TASK INPUT START

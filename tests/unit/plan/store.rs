use super::*;
use crate::plan::model::PlanOp;

fn concat(n: &str) -> Plan {
    Plan::new(
        PlanName::parse(n).unwrap(),
        PlanOp::Concat(vec![PlanName::parse("x").unwrap()]),
    )
}

#[test]
fn create_then_load() {
    let dir = tempfile::tempdir().unwrap();
    let store = PlanStore::create_dir(dir.path().join("plan")).unwrap();
    let plan = concat("p1");
    store.create(&plan).unwrap();
    assert!(store.exists(&plan.name));
    assert_eq!(store.load(&plan.name).unwrap(), plan);
    assert_eq!(store.path(&plan.name), dir.path().join("plan").join("p1.json"));
}

#[test]
fn create_collision_is_already_exists() {
    let dir = tempfile::tempdir().unwrap();
    let store = PlanStore::new(dir.path());
    store.create(&concat("p1")).unwrap();
    assert!(store.create(&concat("p1")).unwrap_err().is_already_exists());
}

#[test]
fn load_missing_is_not_found() {
    let dir = tempfile::tempdir().unwrap();
    let store = PlanStore::new(dir.path());
    let err = store.load(&PlanName::parse("ghost").unwrap()).unwrap_err();
    assert!(err.is_not_found());
}

#[test]
fn load_always_rereads_the_file() {
    let dir = tempfile::tempdir().unwrap();
    let store = PlanStore::new(dir.path());
    let plan = concat("p1");
    store.create(&plan).unwrap();
    let _ = store.load(&plan.name).unwrap();

    let replaced = Plan::new(
        plan.name.clone(),
        PlanOp::Concat(vec![PlanName::parse("y").unwrap()]),
    );
    std::fs::write(
        store.path(&plan.name),
        serde_json::to_vec(&replaced).unwrap(),
    )
    .unwrap();
    assert_eq!(store.load(&plan.name).unwrap(), replaced);
}

#[test]
fn load_rejects_mismatched_name() {
    let dir = tempfile::tempdir().unwrap();
    let store = PlanStore::new(dir.path());
    std::fs::write(
        dir.path().join("a.json"),
        serde_json::to_vec(&concat("b")).unwrap(),
    )
    .unwrap();
    assert!(matches!(
        store.load(&PlanName::parse("a").unwrap()),
        Err(MashupError::Validation(_))
    ));
}
use std::{
    collections::BTreeMap,
    path::{Path, PathBuf},
};

use crate::{
    foundation::{
        cancel::CancelToken,
        core::{Duration, Region},
        error::MashupResult,
    },
    media::model::{Format, Source},
};

/// Produces one output media file per call.
///
/// Callers have already validated the parameters: the output path is free and carries the
/// format's extension, inputs exist, and a stack has a perfect-square input count. Renderers
/// poll `cancel` while an external tool runs and fail with
/// [`crate::MashupError::Cancelled`] once it fires.
pub trait Renderer {
    /// Trim `region` out of `source`, normalized to `format`.
    fn clip(
        &mut self,
        format: &Format,
        source: &Source,
        region: Region,
        output: &Path,
        cancel: &CancelToken,
    ) -> MashupResult<()>;

    /// Play `inputs` back to back.
    fn concat(
        &mut self,
        format: &Format,
        output: &Path,
        inputs: &[PathBuf],
        cancel: &CancelToken,
    ) -> MashupResult<()>;

    /// Lay `inputs` out on a square grid, cut to `duration`.
    fn stack(
        &mut self,
        format: &Format,
        output: &Path,
        duration: Duration,
        inputs: &[PathBuf],
        cancel: &CancelToken,
    ) -> MashupResult<()>;

    /// Composite `attachments` (slot name to input) through the named blend template.
    fn blend(
        &mut self,
        template: &str,
        format: &Format,
        output: &Path,
        attachments: &BTreeMap<String, PathBuf>,
        cancel: &CancelToken,
    ) -> MashupResult<()>;
}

TASK INPUT END

EXERCISE – Write out the data again in full. Match it exactly.

TASK OUTPUT –
filename tests/unit/plan/store.rs
use super::*;
use crate::plan::model::PlanOp;

fn concat(n: &str) -> Plan {
    Plan::new(
        PlanName::parse(n).unwrap(),
        PlanOp::Concat(vec![PlanName::parse("x").unwrap()]),
    )
}

#[test]
fn create_then_load() {
    let dir = tempfile::tempdir().unwrap();
    let store = PlanStore::create_dir(dir.path().join("plan")).unwrap();
    let plan = concat("p1");
    store.create(&plan).unwrap();
    assert!(store.exists(&plan.name));
    assert_eq!(store.load(&plan.name).unwrap(), plan);
    assert_eq!(store.path(&plan.name), dir.path().join("plan").join("p1.json"));
}

#[test]
fn create_collision_is_already_exists() {
    let dir = tempfile::tempdir().unwrap();
    let store = PlanStore::new(dir.path());
    store.create(&concat("p1")).unwrap();
    assert!(store.create(&concat("p1")).unwrap_err().is_already_exists());
}

#[test]
fn load_missing_is_not_found() {
    let dir = tempfile::tempdir().unwrap();
    let store = PlanStore::new(dir.path());
    let err = store.load(&PlanName::parse("ghost").unwrap()).unwrap_err();
    assert!(err.is_not_found());
}

#[test]
fn load_always_rereads_the_file() {
    let dir = tempfile::tempdir().unwrap();
    let store = PlanStore::new(dir.path());
    let plan = concat("p1");
    store.create(&plan).unwrap();
    let _ = store.load(&plan.name).unwrap();

    let replaced = Plan::new(
        plan.name.clone(),
        PlanOp::Concat(vec![PlanName::parse("y").unwrap()]),
    );
    std::fs::write(
        store.path(&plan.name),
        serde_json::to_vec(&replaced).unwrap(),
    )
    .unwrap();
    assert_eq!(store.load(&plan.name).unwrap(), replaced);
}

#[test]
fn load_rejects_mismatched_name() {
    let dir = tempfile::tempdir().unwrap();
    let store = PlanStore::new(dir.path());
    std::fs::write(
        dir.path().join("a.json"),
        serde_json::to_vec(&concat("b")).unwrap(),
    )
    .unwrap();
    assert!(matches!(
        store.load(&PlanName::parse("a").unwrap()),
        Err(MashupError::Validation(_))
    ));
}
use std::{
    collections::BTreeMap,
    path::{Path, PathBuf},
};

use crate::{
    foundation::{
        cancel::CancelToken,
        core::{Duration, Region},
        error::MashupResult,
    },
    media::model::{Format, Source},
};

/// Produces one output media file per call.
///
/// Callers have already validated the parameters: the output path is free and carries the
/// format's extension, inputs exist, and a stack has a perfect-square input count. Renderers
/// poll `cancel` while an external tool runs and fail with
/// [`crate::MashupError::Cancelled`] once it fires.
pub trait Renderer {
    /// Trim `region` out of `source`, normalized to `format`.
    fn clip(
        &mut self,
        format: &Format,
        source: &Source,
        region: Region,
        output: &Path,
        cancel: &CancelToken,
    ) -> MashupResult<()>;

    /// Play `inputs` back to back.
    fn concat(
        &mut self,
        format: &Format,
        output: &Path,
        inputs: &[PathBuf],
        cancel: &CancelToken,
    ) -> MashupResult<()>;

    /// Lay `inputs` out on a square grid, cut to `duration`.
    fn stack(
        &mut self,
        format: &Format,
        output: &Path,
        duration: Duration,
        inputs: &[PathBuf],
        cancel: &CancelToken,
    ) -> MashupResult<()>;

    /// Composite `attachments` (slot name to input) through the named blend template.
    fn blend(
        &mut self,
        template: &str,
        format: &Format,
        output: &Path,
        attachments: &BTreeMap<String, PathBuf>,
        cancel: &CancelToken,
    ) -> MashupResult<()>;
}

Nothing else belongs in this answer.